Но это было совсем не то, что я имела в виду. Я смотрела на дочь, пытаясь придумать, как лучше сформулировать слова. Я хотела, чтобы она поняла то, чему ее не научат ни на каких дородовых курсах. Мне хотелось сказать ей, что физические раны от родов заживут очень быстро, но материнство даст ей такую кровоточащую эмоциональную рану, которая никогда не затянется. Мне хотелось предупредить ее, что впредь она уже никогда не сможет читать газету без внутреннего вопроса: «А что, если бы это случилось с моим ребенком?» что каждая авиакатастрофа, каждый пожар будет преследовать ее. Что когда она будет смотреть на фотографии детей, умирающих от голода, она будет думать о том, что на свете нет ничего хуже смерти твоего ребенка.
Я смотрела на ее отманикюренные ноготки и стильный костюм и думала о том, что как бы изысканна она ни была, материнство опустит ее на примитивный уровень медведицы, защищающей своего медвежонка. Что встревоженный крик «Мама!» заставит ее бросить без сожаления все – от суфле до самого лучшего хрустального бокала. Мне казалось, что я должна предупредить ее, что сколько бы лет она ни потратила на свою работу, ее карьера существенно пострадает после рождения ребенка. Она может нанять няню, но однажды она отправиться на деловую важнейшую встречу, но думать она будет о сладком запахе детской головки. И ей потребуется вся ее сила воли, чтобы не сбежать домой просто ради того, чтобы выяснить, что с ее малышом все в порядке.
Я хотела, чтобы моя дочь знала, что ерундовые каждодневные проблемы уже никогда не будут для нее ерундой. Что желание пятилетнего мальчика пойти в мужской туалет в кафе станет огромной дилеммой. Что там, среди гремящих подносов и вопящих детей, вопросы независимости и половой принадлежности встанут на одну чашу весов, а страх, что там, в туалете, может оказаться насильник малолетних, - на другую.
Глядя на свою привлекательную дочь, я хотела сказать ей, что она может сбросить набранный при беременности вес, но она никогда не сможет сбросить с себя материнство и стать прежней. Что ее жизнь, такая важная для нее сейчас, уже не будет столь значимой после рождения ребенка. Что она забудет про себя в тот момент, когда надо будет спасти отпрыска, и что она научиться надеяться на осуществление - о нет! Не своей мечты! – мечты своих детей.

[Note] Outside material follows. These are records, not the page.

//! Pfxsrc - command-line tool for particle effect project files

use std::process::ExitCode;

use pfxsrc::cli;

fn main() -> ExitCode {
    cli::run()
}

Я хотела, чтобы она знала, что шрам от кесарева сечения или растяжки будут для нее знаками чести. Что ее отношение с ее мужем измениться и совсем не так, как она думает. Мне бы хотелось, чтобы она поняла, как сильно можно любить мужчину, который осторожно посыпает присыпкой твоего ребенка и который никогда не отказывается поиграть с ним. Думаю, она узнает, что такое влюбиться заново по причине, которая сейчас кажется ей совсем не романтической. Я хотела, чтобы моя дочь могла почувствовать ту связь между всеми женщинами земли, которые пытались остановить войны, преступления и вождение в пьяном виде. Я хотела описать моей дочери чувство восторга, которое переполняет мать, когда она видит, как ее ребенок учится ездить на велосипеде. Я хотела запечатлеть для нее смех малыша, впервые дотрагивающегося до мягкой шерстки щенка или котенка. Я хотела, чтобы она почувствовала радость настолько животрепещущую, что она может причинять боль.
Удивленный взгляд моей дочери дал мне понять, что у меня на глаза навернулись слезы.
- Ты никогда не пожалеешь об этом, - сказала я наконец. Потом дотянулась через стол до нее, сжала ее руку и мысленно помолилась за нее, за себя и за всех смертных женщин, кто посвящает себя этому самому чудесному из призваний.